Department of Computer Science, University of Oxford, Oxford, OX1 3QD, United Kingdom
Department of Translational Hematology and Oncology Research, Cleveland Clinic, Ohio 44195
Genetics. 2019 May;212(1):245-265. doi: 10.1534/genetics.119.302000. Epub 2019 Mar 4.
Experiments show that evolutionary fitness landscapes can have a rich combinatorial structure due to epistasis. For some landscapes, this structure can produce a computational constraint that prevents evolution from finding local fitness optima-thus overturning the traditional assumption that local fitness peaks can always be reached quickly if no other evolutionary forces challenge natural selection. Here, I introduce a distinction between easy landscapes of traditional theory where local fitness peaks can be found in a moderate number of steps, and hard landscapes where finding local optima requires an infeasible amount of time. Hard examples exist even among landscapes with no reciprocal sign epistasis; on these semismooth fitness landscapes, strong selection weak mutation dynamics cannot find the unique peak in polynomial time. More generally, on hard rugged fitness landscapes that include reciprocal sign epistasis, no evolutionary dynamics-even ones that do not follow adaptive paths-can find a local fitness optimum quickly. Moreover, on hard landscapes, the fitness advantage of nearby mutants cannot drop off exponentially fast but has to follow a power-law that long-term evolution experiments have associated with unbounded growth in fitness. Thus, the constraint of computational complexity enables open-ended evolution on finite landscapes. Knowing this constraint allows us to use the tools of theoretical computer science and combinatorial optimization to characterize the fitness landscapes that we expect to see in nature. I present candidates for hard landscapes at scales from single genes, to microbes, to complex organisms with costly learning (Baldwin effect) or maintained cooperation (Hankshaw effect). Just how ubiquitous hard landscapes (and the corresponding ultimate constraint on evolution) are in nature becomes an open empirical question.

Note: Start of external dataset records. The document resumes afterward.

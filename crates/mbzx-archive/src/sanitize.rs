use std::path::{Component, Path, PathBuf};

use crate::error::{Error, Result};

/// Validate an archive entry path and resolve it under `base`.
///
/// Rejects absolute paths and any path whose `..` components would climb
/// out of the destination. Returns the full on-disk path for the entry.
pub fn sanitize_entry_path(entry: &Path, base: &Path) -> Result<PathBuf> {
    let mut parts: Vec<&std::ffi::OsStr> = Vec::new();

    for component in entry.components() {
        match component {
            Component::Prefix(_) | Component::RootDir => {
                return Err(Error::PathEscape {
                    entry: entry.to_path_buf(),
                    resolved: entry.to_path_buf(),
                });
            }
            Component::CurDir => {}
            Component::ParentDir => {
                if parts.pop().is_none() {
                    return Err(Error::PathEscape {
                        entry: entry.to_path_buf(),
                        resolved: base.to_path_buf(),
                    });
                }
            }
            Component::Normal(part) => parts.push(part),
        }
    }

    if parts.is_empty() {
        return Err(Error::InvalidPath);
    }

    let resolved = base.join(parts.iter().collect::<PathBuf>());
    if !resolved.starts_with(base) {
        return Err(Error::PathEscape {
            entry: entry.to_path_buf(),
            resolved,
        });
    }

    Ok(resolved)
}
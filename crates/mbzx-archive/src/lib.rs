//! Archive format probing and extraction for Moodle course backups.
//!
//! An `.mbz` package is one of three containers: a zip archive, a tar
//! archive (optionally compressed), or a raw gzip stream. Nothing here
//! trusts the filename; [`detect_format`] probes file signatures and the
//! extraction routines in [`extract`] handle the matched container.
//!
//! # Architecture
//!
//! - `detect.rs` - Signature-based format detection
//! - `format.rs` - Format enums and the tar decompression codec
//! - `sanitize.rs` - Entry path validation (zip-slip prevention)
//! - `extract/` - Per-format implementations

pub use detect::detect_format;
pub use error::{Error, Result};
pub use extract::{Report, extract};
pub use format::{ArchiveFormat, TarCompress};

mod detect;
mod error;
pub mod extract;
mod format;
mod sanitize;
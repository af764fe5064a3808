use std::io::{Read, Seek};
use std::path::Path;

use crate::error::Result;
use crate::format::ArchiveFormat;

mod gzip;
mod tar;
mod zip;

/// Summary of one extraction run.
#[derive(Clone, Copy, Debug)]
pub struct Report {
    pub format: ArchiveFormat,
    pub entries: u64,
    pub bytes: u64,
}

/// Extract a probed archive into `dest`.
///
/// `dest` must already exist and be empty; the caller owns its lifecycle.
/// The raw-gzip branch names its single output after `dest`'s final
/// component (`<base>_decompressed`).
pub fn extract<R: Read + Seek>(reader: R, format: ArchiveFormat, dest: &Path) -> Result<Report> {
    match format {
        ArchiveFormat::Zip => zip::extract_zip(reader, dest),
        ArchiveFormat::Tar(codec) => tar::extract_tar(reader, codec, dest),
        ArchiveFormat::Gzip => gzip::extract_gzip(reader, dest),
    }
}
use std::fs::File;
use std::io::{self, Read};
use std::path::Path;

use flate2::read::GzDecoder;

use crate::error::{Error, Result};
use crate::extract::Report;
use crate::format::ArchiveFormat;

/// Decompress a bare gzip stream into `<base>_decompressed` under `dest`.
///
/// This branch assumes no internal directory structure; a stream that
/// actually wraps several files still flattens to the one output.
pub(super) fn extract_gzip<R: Read>(reader: R, dest: &Path) -> Result<Report> {
    let stem = dest
        .file_name()
        .and_then(|name| name.to_str())
        .ok_or(Error::InvalidPath)?;
    let out_path = dest.join(format!("{stem}_decompressed"));

    let mut decoder = GzDecoder::new(reader);
    let mut out = File::create(&out_path).map_err(|source| Error::ExtractionFailed {
        path: out_path.clone(),
        source,
    })?;
    let bytes = io::copy(&mut decoder, &mut out).map_err(|source| Error::ExtractionFailed {
        path: out_path.clone(),
        source,
    })?;

    Ok(Report {
        format: ArchiveFormat::Gzip,
        entries: 1,
        bytes,
    })
}
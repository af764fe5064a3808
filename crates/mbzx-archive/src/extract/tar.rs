use std::io::Read;
use std::path::Path;

use crate::error::{Error, Result};
use crate::extract::Report;
use crate::format::{ArchiveFormat, TarCompress};
use crate::sanitize::sanitize_entry_path;

pub(super) fn extract_tar<R: Read>(reader: R, codec: TarCompress, dest: &Path) -> Result<Report> {
    let decoder = codec.decoder(reader)?;
    let mut archive = tar::Archive::new(decoder);
    let mut entries = 0u64;
    let mut bytes = 0u64;

    for entry in archive.entries().map_err(|_| Error::Corrupted)? {
        let mut entry = entry.map_err(|_| Error::Corrupted)?;
        let raw_path = entry.path().map_err(|_| Error::InvalidPath)?.into_owned();
        let out_path = sanitize_entry_path(&raw_path, dest)?;
        let size = entry.header().size().unwrap_or(0);

        // unpack_in re-validates the path and refuses escaping symlink
        // targets on top of our own check
        let unpacked = entry
            .unpack_in(dest)
            .map_err(|source| Error::ExtractionFailed {
                path: out_path.clone(),
                source,
            })?;
        if !unpacked {
            return Err(Error::PathEscape {
                entry: raw_path,
                resolved: out_path,
            });
        }

        entries += 1;
        bytes += size;
    }

    Ok(Report {
        format: ArchiveFormat::Tar(codec),
        entries,
        bytes,
    })
}
use std::fs;
use std::io::{self, Read, Seek};
use std::path::Path;

use crate::error::{Error, Result};
use crate::extract::Report;
use crate::format::ArchiveFormat;
use crate::sanitize::sanitize_entry_path;

pub(super) fn extract_zip<R: Read + Seek>(reader: R, dest: &Path) -> Result<Report> {
    let mut archive = zip::ZipArchive::new(reader).map_err(|_| Error::Corrupted)?;
    let mut entries = 0u64;
    let mut bytes = 0u64;

    for index in 0..archive.len() {
        let mut file = archive.by_index(index).map_err(|_| Error::Corrupted)?;
        let raw_path = file.enclosed_name().ok_or(Error::InvalidPath)?;
        let out_path = sanitize_entry_path(&raw_path, dest)?;

        if file.is_dir() {
            fs::create_dir_all(&out_path).map_err(|source| Error::ExtractionFailed {
                path: out_path.clone(),
                source,
            })?;
        } else {
            if let Some(parent) = out_path.parent() {
                fs::create_dir_all(parent).map_err(|source| Error::ExtractionFailed {
                    path: out_path.clone(),
                    source,
                })?;
            }
            let mut out = fs::File::create(&out_path).map_err(|source| Error::ExtractionFailed {
                path: out_path.clone(),
                source,
            })?;
            bytes += io::copy(&mut file, &mut out).map_err(|source| Error::ExtractionFailed {
                path: out_path.clone(),
                source,
            })?;

            #[cfg(unix)]
            restore_mode(&out_path, file.unix_mode()).map_err(|source| {
                Error::ExtractionFailed {
                    path: out_path.clone(),
                    source,
                }
            })?;
        }
        entries += 1;
    }

    Ok(Report {
        format: ArchiveFormat::Zip,
        entries,
        bytes,
    })
}

// Zip entries from unix hosts carry a mode; keep the exec bits so
// extracted scripts stay runnable.
#[cfg(unix)]
fn restore_mode(path: &Path, mode: Option<u32>) -> io::Result<()> {
    use std::os::unix::fs::PermissionsExt;
    if let Some(mode) = mode
        && mode & 0o111 != 0
    {
        fs::set_permissions(path, fs::Permissions::from_mode(mode & 0o777))?;
    }
    Ok(())
}
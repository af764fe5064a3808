use std::path::Path;
use std::process::ExitCode;

use anyhow::Context;
use clap::Parser;
use console::style;

use crate::app::App;
use crate::job::{ExtractJob, JobError};

mod app;
mod job;
mod paths;

fn main() -> ExitCode {
    let app = App::parse();
    match run(app) {
        Ok(()) => ExitCode::SUCCESS,
        Err(err) => {
            report_error(&err);
            ExitCode::from(1)
        }
    }
}

fn run(app: App) -> anyhow::Result<()> {
    let root = paths::install_root().context("failed to resolve the install root")?;
    let source_dir = root.join(paths::SOURCE_DIR);

    let Some(filename) = app.filename else {
        println!(
            "{} Please specify an MBZ file to extract.",
            style("Error:").red().bold()
        );
        println!();
        print_usage(&source_dir);
        std::process::exit(1);
    };

    let job = ExtractJob::new(filename, source_dir, root.join(paths::DEST_DIR));
    match job.run() {
        Ok(_) => Ok(()),
        // recovery aid: show what could have been named instead
        Err(err @ JobError::FileNotFound { .. }) => {
            report_error(&err.into());
            println!();
            job::print_available(job.source_dir());
            std::process::exit(1);
        }
        Err(err) => Err(err.into()),
    }
}

fn print_usage(source_dir: &Path) {
    println!("Usage:");
    println!("  mbzx <filename.mbz>");
    println!();
    println!("Example:");
    println!("  mbzx backup-moodle2-course-571-real_numbers-20260218-1335-nu.mbz");
    if source_dir.is_dir() {
        println!();
        job::print_available(source_dir);
    }
}

fn report_error(err: &anyhow::Error) {
    println!("{} {err}", style("Error:").red().bold());
}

实验表明,由于遗传相互作用,进化适应性景观可能具有丰富的组合结构。对于某些景观,这种结构会产生一种计算上的限制,阻止进化找到局部适应度最优值——从而推翻了传统的假设,即如果没有其他进化力量挑战自然选择,局部适应度峰值总是可以快速达到。在这里,我引入了一个区别,即传统理论中的简单景观,其中可以在适中的步骤中找到局部适应度峰值,以及困难景观,其中找到局部最优值需要不可行的时间量。即使在没有互惠符号遗传相互作用的景观中也存在困难的例子;在这些半平滑适应度景观中,强选择弱突变动力学无法在多项式时间内找到唯一的峰值。更一般地说,在包括互惠符号遗传相互作用的困难崎岖的适应度景观上,即使没有遵循适应性路径的进化动力学,也无法快速找到局部适应度最优值。此外,在困难的景观中,附近突变体的适应度优势不能快速呈指数下降,而必须遵循一种幂律,长期进化实验将其与适应度的无限增长相关联。因此,计算复杂性的限制使有限景观上的进化具有无限的可能性。了解这种限制使我们能够利用理论计算机科学和组合优化的工具来描述我们预计在自然界中会看到的适应度景观。我提出了困难景观的候选者,从单个基因到微生物,再到具有昂贵学习(鲍德温效应)或维持合作(汉克肖效应)的复杂生物。困难景观(以及对进化的相应最终限制)在自然界中是多么普遍,这成为一个开放的经验问题。